Scan the entries that follow and copy out every line containing "Result".

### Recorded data
_ _ _
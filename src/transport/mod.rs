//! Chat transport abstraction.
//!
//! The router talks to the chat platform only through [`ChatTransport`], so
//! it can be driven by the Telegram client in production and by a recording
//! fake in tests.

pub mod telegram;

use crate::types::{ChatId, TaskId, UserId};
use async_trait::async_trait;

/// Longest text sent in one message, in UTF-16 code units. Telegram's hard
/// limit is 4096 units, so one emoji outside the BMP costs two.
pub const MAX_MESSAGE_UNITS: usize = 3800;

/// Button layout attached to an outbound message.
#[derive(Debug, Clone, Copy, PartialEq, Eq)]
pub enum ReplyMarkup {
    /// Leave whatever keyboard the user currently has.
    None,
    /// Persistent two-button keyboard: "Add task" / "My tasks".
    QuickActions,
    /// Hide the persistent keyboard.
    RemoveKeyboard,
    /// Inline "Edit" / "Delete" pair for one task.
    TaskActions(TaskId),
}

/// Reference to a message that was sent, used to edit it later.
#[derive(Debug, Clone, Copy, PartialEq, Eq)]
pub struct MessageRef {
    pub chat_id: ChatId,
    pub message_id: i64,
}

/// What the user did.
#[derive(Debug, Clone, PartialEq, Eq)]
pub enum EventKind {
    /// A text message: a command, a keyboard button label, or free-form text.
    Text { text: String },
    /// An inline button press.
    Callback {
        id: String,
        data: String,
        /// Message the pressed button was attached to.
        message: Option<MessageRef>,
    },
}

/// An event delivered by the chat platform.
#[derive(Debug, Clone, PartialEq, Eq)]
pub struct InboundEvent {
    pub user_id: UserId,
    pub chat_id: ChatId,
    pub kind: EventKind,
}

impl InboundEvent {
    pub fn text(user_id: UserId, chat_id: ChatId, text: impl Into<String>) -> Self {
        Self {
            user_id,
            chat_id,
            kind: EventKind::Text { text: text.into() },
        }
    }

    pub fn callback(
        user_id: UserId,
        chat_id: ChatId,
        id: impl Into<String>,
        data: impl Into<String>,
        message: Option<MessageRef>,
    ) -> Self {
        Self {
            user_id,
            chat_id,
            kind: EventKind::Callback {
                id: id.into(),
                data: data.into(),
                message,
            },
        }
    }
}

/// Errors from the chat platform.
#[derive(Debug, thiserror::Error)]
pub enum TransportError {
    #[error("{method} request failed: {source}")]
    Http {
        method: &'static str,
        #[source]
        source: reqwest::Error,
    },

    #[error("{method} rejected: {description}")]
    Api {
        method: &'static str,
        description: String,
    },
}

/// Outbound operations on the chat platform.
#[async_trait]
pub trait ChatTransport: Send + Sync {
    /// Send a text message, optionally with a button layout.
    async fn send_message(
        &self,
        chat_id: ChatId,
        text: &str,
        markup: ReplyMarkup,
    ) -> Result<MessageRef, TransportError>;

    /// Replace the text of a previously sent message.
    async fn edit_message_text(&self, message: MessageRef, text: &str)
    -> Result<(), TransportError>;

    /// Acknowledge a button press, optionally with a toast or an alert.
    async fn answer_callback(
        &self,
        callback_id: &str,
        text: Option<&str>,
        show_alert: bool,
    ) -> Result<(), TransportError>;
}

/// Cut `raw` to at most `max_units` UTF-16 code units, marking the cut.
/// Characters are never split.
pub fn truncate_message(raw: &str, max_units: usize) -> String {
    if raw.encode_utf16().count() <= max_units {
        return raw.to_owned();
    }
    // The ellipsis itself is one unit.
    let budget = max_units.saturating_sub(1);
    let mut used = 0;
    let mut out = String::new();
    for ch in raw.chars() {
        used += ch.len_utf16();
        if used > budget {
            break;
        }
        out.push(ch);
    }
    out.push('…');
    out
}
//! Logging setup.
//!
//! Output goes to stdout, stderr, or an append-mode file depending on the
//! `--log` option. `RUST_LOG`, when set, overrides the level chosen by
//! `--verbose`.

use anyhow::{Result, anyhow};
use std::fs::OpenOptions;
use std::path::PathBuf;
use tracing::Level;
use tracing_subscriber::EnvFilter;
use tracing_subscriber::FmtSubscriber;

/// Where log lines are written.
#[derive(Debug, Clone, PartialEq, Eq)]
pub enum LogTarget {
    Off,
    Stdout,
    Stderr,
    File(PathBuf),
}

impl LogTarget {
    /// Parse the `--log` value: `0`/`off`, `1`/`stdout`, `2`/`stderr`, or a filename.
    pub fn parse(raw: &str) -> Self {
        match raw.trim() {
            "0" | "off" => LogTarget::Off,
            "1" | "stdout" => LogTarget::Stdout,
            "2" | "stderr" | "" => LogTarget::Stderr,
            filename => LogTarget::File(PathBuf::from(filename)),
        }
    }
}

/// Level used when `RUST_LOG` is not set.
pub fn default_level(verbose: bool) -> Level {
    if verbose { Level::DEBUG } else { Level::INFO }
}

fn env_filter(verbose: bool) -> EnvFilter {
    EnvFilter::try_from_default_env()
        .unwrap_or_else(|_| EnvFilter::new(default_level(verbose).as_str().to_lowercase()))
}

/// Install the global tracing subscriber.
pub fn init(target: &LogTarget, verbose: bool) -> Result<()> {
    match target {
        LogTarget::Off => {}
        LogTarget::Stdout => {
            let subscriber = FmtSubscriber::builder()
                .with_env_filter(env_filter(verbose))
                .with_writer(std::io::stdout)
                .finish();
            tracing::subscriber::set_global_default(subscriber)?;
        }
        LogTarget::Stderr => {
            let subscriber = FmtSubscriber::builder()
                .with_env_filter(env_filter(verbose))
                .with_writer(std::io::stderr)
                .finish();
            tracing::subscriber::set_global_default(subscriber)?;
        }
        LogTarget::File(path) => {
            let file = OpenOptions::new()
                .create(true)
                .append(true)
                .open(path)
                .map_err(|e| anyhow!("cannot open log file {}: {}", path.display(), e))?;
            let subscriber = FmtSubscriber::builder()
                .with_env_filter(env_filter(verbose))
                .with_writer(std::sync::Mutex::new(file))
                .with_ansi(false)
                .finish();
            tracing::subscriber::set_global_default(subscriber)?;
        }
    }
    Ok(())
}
_ _ _
### RESPONSE TO THE TASK
    ) -> Result<MessageRef, TransportError>;
    -> Result<(), TransportError>;
    ) -> Result<(), TransportError>;
use anyhow::{Result, anyhow};
pub fn init(target: &LogTarget, verbose: bool) -> Result<()> {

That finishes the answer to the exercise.